Activity: What lines below contain the string "created"? List them all.

━━━━━ Data records ━━━━━

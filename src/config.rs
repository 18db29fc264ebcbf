use serde::{Deserialize, Serialize};
use std::env;

#[derive(Debug, Clone, Serialize, Deserialize)]
pub struct Config {
    pub database: DatabaseConfig,
    pub server: ServerConfig,
    pub paging: PagingConfig,
    pub auth: AuthConfig,
}

#[derive(Debug, Clone, Serialize, Deserialize)]
pub struct DatabaseConfig {
    pub url: String,
}

#[derive(Debug, Clone, Serialize, Deserialize)]
pub struct ServerConfig {
    pub host: String,
    pub port: u16,
}

/// Page sizes are fixed per listing, not caller-supplied.
#[derive(Debug, Clone, Serialize, Deserialize)]
pub struct PagingConfig {
    pub review_page_size: u32,
    pub comment_page_size: u32,
}

#[derive(Debug, Clone, Serialize, Deserialize)]
pub struct AuthConfig {
    /// Lifetime of an issued bearer session, in seconds.
    pub session_ttl_secs: i64,
    /// Lifetime of pending-username slots and email verification codes.
    pub handoff_ttl_secs: i64,
}

impl Config {
    pub fn from_env() -> anyhow::Result<Self> {
        Ok(Self {
            database: DatabaseConfig {
                url: env::var("DATABASE_URL")
                    .unwrap_or_else(|_| "sqlite:data/bookclub.db".to_string()),
            },
            server: ServerConfig {
                host: env::var("SERVER_HOST").unwrap_or_else(|_| "0.0.0.0".to_string()),
                port: env::var("SERVER_PORT")
                    .unwrap_or_else(|_| "3000".to_string())
                    .parse()
                    .unwrap_or(3000),
            },
            paging: PagingConfig {
                review_page_size: env::var("REVIEW_PAGE_SIZE")
                    .unwrap_or_else(|_| "10".to_string())
                    .parse()
                    .unwrap_or(10),
                comment_page_size: env::var("COMMENT_PAGE_SIZE")
                    .unwrap_or_else(|_| "5".to_string())
                    .parse()
                    .unwrap_or(5),
            },
            auth: AuthConfig {
                session_ttl_secs: env::var("SESSION_TTL_SECS")
                    .unwrap_or_else(|_| "1209600".to_string())
                    .parse()
                    .unwrap_or(1_209_600),
                handoff_ttl_secs: env::var("HANDOFF_TTL_SECS")
                    .unwrap_or_else(|_| "600".to_string())
                    .parse()
                    .unwrap_or(600),
            },
        })
    }

    pub fn server_address(&self) -> String {
        format!("{}:{}", self.server.host, self.server.port)
    }
}
use serde::{Deserialize, Serialize};

/// A book review. `author_id` is the canonical ownership reference;
/// `author_name` is denormalized for display only.
#[derive(Debug, Clone, Serialize)]
pub struct Review {
    pub id: i64,
    pub title: String,
    pub book_title: String,
    pub publisher: Option<String>,
    pub book_author: Option<String>,
    pub content: String,
    pub author_id: i64,
    pub author_name: String,
    pub views: i64,
    pub created: i64,
}

#[derive(Debug, Clone, Deserialize)]
pub struct NewReview {
    pub title: String,
    pub book_title: String,
    pub content: String,
    #[serde(default)]
    pub publisher: Option<String>,
    #[serde(default)]
    pub book_author: Option<String>,
}

/// Partial update. Absent fields are left unchanged; blank values clear the
/// optional fields and are rejected for the mandatory ones.
#[derive(Debug, Clone, Default, Deserialize)]
#[serde(default)]
pub struct ReviewPatch {
    pub title: Option<String>,
    pub book_title: Option<String>,
    pub content: Option<String>,
    pub publisher: Option<String>,
    pub book_author: Option<String>,
}
use axum::{
    http::StatusCode,
    response::{IntoResponse, Response},
    Json,
};
use serde_json::json;
use std::fmt;

#[derive(Debug)]
pub enum AppError {
    Database(anyhow::Error),
    Internal(String),
    NotFound(String),
    Validation(String),
    Unauthenticated(String),
    Forbidden(String),
    Conflict(String),
}

impl fmt::Display for AppError {
    fn fmt(&self, f: &mut fmt::Formatter<'_>) -> fmt::Result {
        match self {
            AppError::Database(err) => write!(f, "Database error: {}", err),
            AppError::Internal(msg) => write!(f, "Internal error: {}", msg),
            AppError::NotFound(msg) => write!(f, "Not found: {}", msg),
            AppError::Validation(msg) => write!(f, "Validation error: {}", msg),
            AppError::Unauthenticated(msg) => write!(f, "Unauthenticated: {}", msg),
            AppError::Forbidden(msg) => write!(f, "Forbidden: {}", msg),
            AppError::Conflict(msg) => write!(f, "Conflict: {}", msg),
        }
    }
}

impl IntoResponse for AppError {
    fn into_response(self) -> Response {
        let (status, error_message) = match &self {
            AppError::Database(err) => {
                tracing::error!("Database error: {}", err);
                (StatusCode::INTERNAL_SERVER_ERROR, "Internal server error".to_string())
            }
            AppError::Internal(msg) => {
                tracing::error!("Internal error: {}", msg);
                (StatusCode::INTERNAL_SERVER_ERROR, "Internal server error".to_string())
            }
            AppError::NotFound(msg) => (StatusCode::NOT_FOUND, msg.clone()),
            AppError::Validation(msg) => (StatusCode::BAD_REQUEST, msg.clone()),
            AppError::Unauthenticated(msg) => (StatusCode::UNAUTHORIZED, msg.clone()),
            AppError::Forbidden(msg) => (StatusCode::FORBIDDEN, msg.clone()),
            AppError::Conflict(msg) => (StatusCode::CONFLICT, msg.clone()),
        };

        let body = Json(json!({
            "error": error_message,
            "status": status.as_u16()
        }));

        (status, body).into_response()
    }
}

impl From<anyhow::Error> for AppError {
    fn from(err: anyhow::Error) -> Self {
        AppError::Database(err)
    }
}

impl From<sqlx::Error> for AppError {
    fn from(err: sqlx::Error) -> Self {
        AppError::Database(err.into())
    }
}

pub type AppResult<T> = Result<T, AppError>;
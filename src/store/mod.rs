// Storage layer - SQLx pool, schema, and the aggregate stores

pub mod comments;
pub mod database;
pub mod paging;
pub mod reviews;
pub mod users;

pub use comments::CommentStore;
pub use database::Database;
pub use paging::{FilterField, PagedResult, ReviewFilter, SortKey};
pub use reviews::ReviewStore;
pub use users::UserStore;
use argon2::password_hash::{rand_core::OsRng, SaltString};
use argon2::{Argon2, PasswordHash, PasswordHasher, PasswordVerifier};
use base64::Engine;
use chrono::Utc;
use rand::Rng;
use sqlx::sqlite::SqlitePool;
use sqlx::Row;

use crate::error::{AppError, AppResult};
use crate::models::Actor;

/// Issues and resolves opaque bearer credentials. The token itself carries
/// nothing; all state lives in the sessions table.
#[derive(Clone)]
pub struct SessionService {
    pool: SqlitePool,
    ttl_secs: i64,
}

impl SessionService {
    pub fn new(pool: SqlitePool, ttl_secs: i64) -> Self {
        SessionService { pool, ttl_secs }
    }

    pub async fn issue(&self, user_id: i64) -> AppResult<String> {
        let mut bytes = [0u8; 32];
        rand::rng().fill(&mut bytes[..]);
        let token = base64::engine::general_purpose::URL_SAFE_NO_PAD.encode(bytes);

        let now = Utc::now().timestamp();
        sqlx::query("INSERT INTO sessions (token, user_id, created, expires) VALUES (?, ?, ?, ?)")
            .bind(&token)
            .bind(user_id)
            .bind(now)
            .bind(now + self.ttl_secs)
            .execute(&self.pool)
            .await?;

        Ok(token)
    }

    /// Maps a bearer credential to the acting identity. Unknown and expired
    /// tokens are indistinguishable to the caller; expired rows are dropped
    /// on the way out.
    pub async fn resolve(&self, token: &str) -> AppResult<Actor> {
        let row = sqlx::query(
            "SELECT s.expires, u.id, u.username, u.is_admin
             FROM sessions s JOIN users u ON u.id = s.user_id
             WHERE s.token = ?",
        )
        .bind(token)
        .fetch_optional(&self.pool)
        .await?;

        let row = match row {
            Some(row) => row,
            None => {
                return Err(AppError::Unauthenticated(
                    "Invalid or expired credential".to_string(),
                ))
            }
        };

        if row.get::<i64, _>("expires") <= Utc::now().timestamp() {
            sqlx::query("DELETE FROM sessions WHERE token = ?")
                .bind(token)
                .execute(&self.pool)
                .await?;
            return Err(AppError::Unauthenticated(
                "Invalid or expired credential".to_string(),
            ));
        }

        Ok(Actor {
            id: row.get("id"),
            username: row.get("username"),
            is_admin: row.get("is_admin"),
        })
    }

    pub async fn revoke(&self, token: &str) -> AppResult<()> {
        sqlx::query("DELETE FROM sessions WHERE token = ?")
            .bind(token)
            .execute(&self.pool)
            .await?;
        Ok(())
    }
}

pub fn hash_password(password: &str) -> AppResult<String> {
    let salt = SaltString::generate(&mut OsRng);
    let hash = Argon2::default()
        .hash_password(password.as_bytes(), &salt)
        .map_err(|e| AppError::Internal(format!("Password hashing failed: {}", e)))?;
    Ok(hash.to_string())
}

pub fn verify_password(password: &str, hash: &str) -> bool {
    match PasswordHash::new(hash) {
        Ok(parsed) => Argon2::default()
            .verify_password(password.as_bytes(), &parsed)
            .is_ok(),
        Err(_) => false,
    }
}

━━━━━

Answer space:
    pub created: i64,
        sqlx::query("INSERT INTO sessions (token, user_id, created, expires) VALUES (?, ?, ?, ?)")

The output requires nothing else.